However, since the Secretary of State knew or must be taken to have known that saying something along those lines would not satisfy the Zimbabwean voluntary returns policy and, accordingly, the Zimbabwean authorities would not issue an ETD, the inevitable conclusion is that, by requiring JM in the Notices to give his consent or agreement, the Secretary of State was requiring JM to lie to the Zimbabwean officials. In those circumstances, the Secretary of State was requiring him to do something which was inconsistent with subsection (2) (d), which she could not lawfully do.

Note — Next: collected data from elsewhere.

//! User Management data models

use serde::{Deserialize, Serialize};

use crate::ibm::traits::Page;

/// One page of account users
#[derive(Deserialize, Serialize, Debug, Clone, Default)]
pub struct UserList {
    pub total_results: Option<i64>,
    pub limit: Option<i64>,
    pub first_url: Option<String>,
    pub next_url: Option<String>,
    #[serde(default)]
    pub resources: Vec<UserProfile>,
}

impl Page for UserList {
    type Item = UserProfile;

    fn next_link(&self) -> Option<&str> {
        self.next_url.as_deref()
    }

    fn into_items(self) -> Vec<UserProfile> {
        self.resources
    }
}

/// User profile within an account
#[derive(Deserialize, Serialize, Debug, Clone, Default)]
pub struct UserProfile {
    pub id: Option<String>,
    pub iam_id: Option<String>,
    pub realm: Option<String>,
    pub user_id: Option<String>,
    pub firstname: Option<String>,
    pub lastname: Option<String>,
    /// One of `PROCESSING`, `PENDING`, `ACTIVE`,
    /// `DISABLED_CLASSIC_INFRASTRUCTURE`, `VPN_ONLY`
    pub state: Option<String>,
    pub email: Option<String>,
    pub phonenumber: Option<String>,
    pub altphonenumber: Option<String>,
    pub photo: Option<String>,
    pub account_id: Option<String>,
    pub added_on: Option<String>,
}

impl UserProfile {
    /// "First Last", falling back to whichever part is present
    pub fn display_name(&self) -> String {
        match (self.firstname.as_deref(), self.lastname.as_deref()) {
            (Some(f), Some(l)) => format!("{} {}", f, l),
            (Some(n), None) | (None, Some(n)) => n.to_string(),
            (None, None) => String::new(),
        }
    }
}

/// Per-user account settings
#[derive(Deserialize, Serialize, Debug, Clone, Default, PartialEq)]
pub struct UserSettings {
    pub language: Option<String>,
    pub notification_language: Option<String>,
    /// Comma-separated addresses or ranges
    pub allowed_ip_addresses: Option<String>,
    pub self_manage: Option<bool>,
}

/// Result of an invitation
#[derive(Deserialize, Serialize, Debug, Clone, Default)]
pub struct InvitedUserList {
    #[serde(default)]
    pub resources: Vec<InvitedUser>,
}

#[derive(Deserialize, Serialize, Debug, Clone, Default)]
pub struct InvitedUser {
    pub email: Option<String>,
    pub id: Option<String>,
    pub state: Option<String>,
}
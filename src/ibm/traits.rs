//! Common traits for paginated list operations

use crate::error::Result;

/// Options for a list operation that accepts a `_start` cursor
///
/// The pager clones the caller's request once and only ever touches the
/// cursor on its own copy.
pub trait PagedRequest: Clone {
    fn start(&self) -> Option<&str>;
    fn set_start(&mut self, start: Option<String>);
}

/// One decoded page of a list response
pub trait Page {
    type Item;

    /// The `next` link, if the server sent one
    fn next_link(&self) -> Option<&str>;

    /// Consume the page and return its items in server order
    fn into_items(self) -> Vec<Self::Item>;
}

/// Something that can fetch one page for a request
///
/// Service clients implement this once per list operation. `Ok(None)`
/// means the server answered with an empty body.
#[allow(async_fn_in_trait)]
pub trait PageFetcher<Q: PagedRequest> {
    type Page: Page;

    async fn fetch_page(&self, request: &Q) -> Result<Option<Self::Page>>;
}
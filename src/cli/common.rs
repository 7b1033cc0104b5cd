//! Common CLI types shared across commands

use clap::ValueEnum;

/// Output format options
#[derive(Debug, Clone, Copy, PartialEq, Eq, ValueEnum)]
pub enum OutputFormat {
    /// ASCII table (default)
    Table,
    /// Comma-separated values
    Csv,
    /// JSON array
    Json,
    /// YAML format
    Yaml,
}

impl std::fmt::Display for OutputFormat {
    fn fmt(&self, f: &mut std::fmt::Formatter<'_>) -> std::fmt::Result {
        match self {
            OutputFormat::Table => write!(f, "table"),
            OutputFormat::Csv => write!(f, "csv"),
            OutputFormat::Json => write!(f, "json"),
            OutputFormat::Yaml => write!(f, "yaml"),
        }
    }
}

impl OutputFormat {
    /// Whether the format carries the full API object rather than selected columns
    pub fn is_structured(&self) -> bool {
        matches!(self, OutputFormat::Json | OutputFormat::Yaml)
    }
}

#[cfg(test)]
mod tests {
    use super::*;

    #[test]
    fn test_output_format_display() {
        assert_eq!(OutputFormat::Table.to_string(), "table");
        assert_eq!(OutputFormat::Csv.to_string(), "csv");
        assert_eq!(OutputFormat::Json.to_string(), "json");
        assert_eq!(OutputFormat::Yaml.to_string(), "yaml");
    }

    #[test]
    fn test_is_structured() {
        assert!(OutputFormat::Json.is_structured());
        assert!(OutputFormat::Yaml.is_structured());
        assert!(!OutputFormat::Table.is_structured());
        assert!(!OutputFormat::Csv.is_structured());
    }
}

Furthermore, the Secretary of State obtains no assistance from subsection (2) (d). Mr Dunlop is right that consenting to or cooperating with an application to the Zimbabwean authorities does not involve JM guaranteeing that that application will be successful. The judge was right to conclude at [78] of his judgment that, at the moment the interview started at the Embassy, JM was consenting to the application. In any event, even if Ms Anderson were right that (d) has the wider meaning for which she contends, the Secretary of State was still requiring JM to lie to the Zimbabwean authorities, which is contrary to (g) and which she therefore could not lawfully require him to do.
Accordingly, albeit through the application of the principle of construction that general provisions do not override specific ones rather than the adoption of the construction found by the judge that subsection (2) is an exhaustive list, I consider that the judge’s conclusion, that the Secretary of State could not lawfully under section 35 require JM to tell Zimbabwean officials that he agrees to return voluntarily, was correct and the judge was right to grant a declaration to that effect.
Unlawful detention
Given that conclusion in relation to section 35, the principal basis for the appeal by the Secretary of State against the judge’s finding of unlawful detention, that his finding was infected by his incorrect conclusion in relation to section 35, must fail and it is not necessary to discuss it further. Nonetheless, Ms Anderson maintained her other criticisms of the application by the judge of the Hardial Singh principles.
Although in the Grounds of Appeal, Ms Anderson contended that the judge did not make his own independent assessment in applying the Hardial Singh principles, I agree with Mr Dunlop that this criticism is completely misconceived. Consideration of this section of the judgment demonstrates that the judge not only correctly stated the law, but applied it to the facts carefully and conscientiously. In those circumstances, the Court of Appeal should be reluctant to interfere. The correct approach to be adopted by this Court is set out by Richards LJ in R (Muqtaar) v SSHD [2012] EWCA Civ 1270; [2013] 1 WLR 649 at [46]:
“I have taken the view that the conclusion reached by the deputy judge on each of the issues considered above deserves considerable respect, given that he directed himself correctly on the law and undertook the task of applying the law to the facts in an obviously careful and conscientious manner. At para 7 of the judgment of the court in the Abdi case, Sedley LJ pointed out that the concepts of "reasonable period" and "in all the circumstances" are open-ended and describe "a large area of judgment to be made in each case that comes before the court". He said at para 62:
"The judges of the Administrative Court frequently face a difficult task in deciding whether detention has continued for an unreasonable time, and if it has at what point in time it became unreasonable. This Court will not interfere with the judge's decision unless it can be shown that what is a difficult exercise of judgment is inconsistent with his findings of primary fact, or was based on an incorrect understanding of the law, or was one that was not sensibly open to him on the basis of those facts".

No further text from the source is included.